# Schriftart ändern - geht das?



## koifischfan (27. Feb. 2010)

Bis gestern habe ich in Old-Style gelesen. Ich weiß jetzt auch warum.
Der neue liest sich viel schlechter. Die Zeichen sind enger/schlanker. Der Lesefluß stockt am Zeilenende, man muß den Anfang der nächsten Zeile suchen.

Ich habe einen knappen Meter bis zum Monitor. Bisher keinerlei Probleme beim Lesen. Aber bei hobby-gartenteich muß ich dichter ran. 

Ich wollte mal schauen, welche Schriften in anderen Foren benutzt werden, habe aber zu dieser Stunde keine Lust mehr, Quelltexte zu durchforsten.


----------



## Joachim (28. Feb. 2010)

*AW: Schriftart ändern - geht das?*

Moin und hallo,

welche Bildschirmauflösung benutzt du? Welche Textbereiche genau sind gemeint? Welche Schriftgröße ist in Windows eingestellt? Bildschirmfoto wäre praktisch....

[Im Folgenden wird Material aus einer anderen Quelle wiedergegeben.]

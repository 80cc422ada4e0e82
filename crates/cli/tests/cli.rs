use assert_cmd::Command;
use lopdf::content::Content;
use lopdf::{dictionary, Document, Object, Stream};
use planmark_core::geometry::PagePoint;
use planmark_core::links::{MeasurementInput, MeasurementKind, MeasurementLinkGraph};
use planmark_core::markup::{Markup, MarkupShape, MarkupStyle};
use planmark_storage::{save_project, ProjectDocument, ProjectFile};
use predicates::prelude::*;
use std::path::Path;
use uuid::Uuid;

fn single_page_pdf() -> Vec<u8> {
    let mut doc = Document::with_version("1.5");
    let pages_id = doc.new_object_id();

    let content = Content { operations: Vec::new() };
    let content_id = doc.add_object(Stream::new(
        dictionary! {},
        content.encode().expect("content encodes"),
    ));

    let page_id = doc.add_object(dictionary! {
        "Type" => "Page",
        "Parent" => pages_id,
        "MediaBox" => vec![0.into(), 0.into(), 612.into(), 792.into()],
        "Contents" => content_id,
    });

    let pages = dictionary! {
        "Type" => "Pages",
        "Kids" => vec![page_id.into()],
        "Count" => 1,
    };
    doc.objects.insert(pages_id, Object::Dictionary(pages));

    let catalog_id = doc.add_object(dictionary! {
        "Type" => "Catalog",
        "Pages" => pages_id,
    });
    doc.trailer.set("Root", catalog_id);

    let mut bytes = Vec::new();
    doc.save_to(&mut bytes).expect("document saves");
    bytes
}

fn sample_project(dir: &Path) -> std::path::PathBuf {
    let mut project = ProjectFile::new("site-a");
    let mut document = ProjectDocument::new(Uuid::new_v4(), "plans.pdf", &single_page_pdf(), 1);

    let markup = Markup::new(
        1,
        MarkupShape::CountMarker { position: PagePoint::new(120.0, 140.0), number: 1 },
        MarkupStyle::new(),
    );

    let product = project.products.add_root("Fixtures", "ea");
    let mut graph = MeasurementLinkGraph::new();
    graph.link(
        product,
        MeasurementInput {
            markup_id: markup.id,
            document_id: document.id,
            page: 1,
            kind: MeasurementKind::Count,
            value: 1.0,
            unit: "ea".into(),
            group_id: None,
            group_label: None,
        },
    );

    document.measurements = graph.records().into_iter().cloned().collect();
    document.markups.push(markup);
    project.documents.push(document);

    let path = dir.join("site-a.planmark.json");
    save_project(&path, &project).expect("project saves");
    path
}

#[test]
fn version_prints_semver() {
    Command::cargo_bin("planmark-cli")
        .unwrap()
        .arg("version")
        .assert()
        .success()
        .stdout(predicate::str::is_match(r"^\d+\.\d+\.\d+").unwrap());
}

#[test]
fn info_reports_page_geometry() {
    let temp = tempfile::tempdir().unwrap();
    let pdf_path = temp.path().join("plan.pdf");
    std::fs::write(&pdf_path, single_page_pdf()).unwrap();

    Command::cargo_bin("planmark-cli")
        .unwrap()
        .arg("info")
        .arg(&pdf_path)
        .assert()
        .success()
        .stdout(predicate::str::contains("\"page_count\": 1"))
        .stdout(predicate::str::contains("612"));
}

#[test]
fn info_on_missing_file_fails() {
    Command::cargo_bin("planmark-cli")
        .unwrap()
        .arg("info")
        .arg("/no/such/file.pdf")
        .assert()
        .failure()
        .stderr(predicate::str::contains("does not exist"));
}

#[test]
fn export_writes_marked_document() {
    let temp = tempfile::tempdir().unwrap();
    let project_path = sample_project(temp.path());
    let out_dir = temp.path().join("out");

    Command::cargo_bin("planmark-cli")
        .unwrap()
        .arg("export")
        .arg(&project_path)
        .arg("--output-dir")
        .arg(&out_dir)
        .assert()
        .success()
        .stdout(predicate::str::contains("plans-marked.pdf"));

    let baked = std::fs::read(out_dir.join("plans-marked.pdf")).unwrap();
    assert!(baked.starts_with(b"%PDF"));
}

#[test]
fn report_emits_link_events() {
    let temp = tempfile::tempdir().unwrap();
    let project_path = sample_project(temp.path());

    Command::cargo_bin("planmark-cli")
        .unwrap()
        .arg("report")
        .arg(&project_path)
        .assert()
        .success()
        .stdout(predicate::str::contains("product_id"))
        .stdout(predicate::str::contains("count"))
        .stdout(predicate::str::contains("ea"));
}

Ich sitz etwa 60cm vor nem 18" bei 1280x1024 und 100% Schriftgröße in Windows, bin mitte 30 und hab bisher keine Probleme  - um also was zu ändern müsste ich es nachvollziehen können, daher die vielen Fragen oben.


----------



## koifischfan (28. Feb. 2010)

*AW: Schriftart ändern - geht das?*

Monitor ist ein 20", Auflösung 1440x900, Schriftgröße 'normal'. Spielt aber keine Rolle, für das Forum steht doch alles in den Stylesheets. Gemeint ist immer der eigentliche Beitrag des Users.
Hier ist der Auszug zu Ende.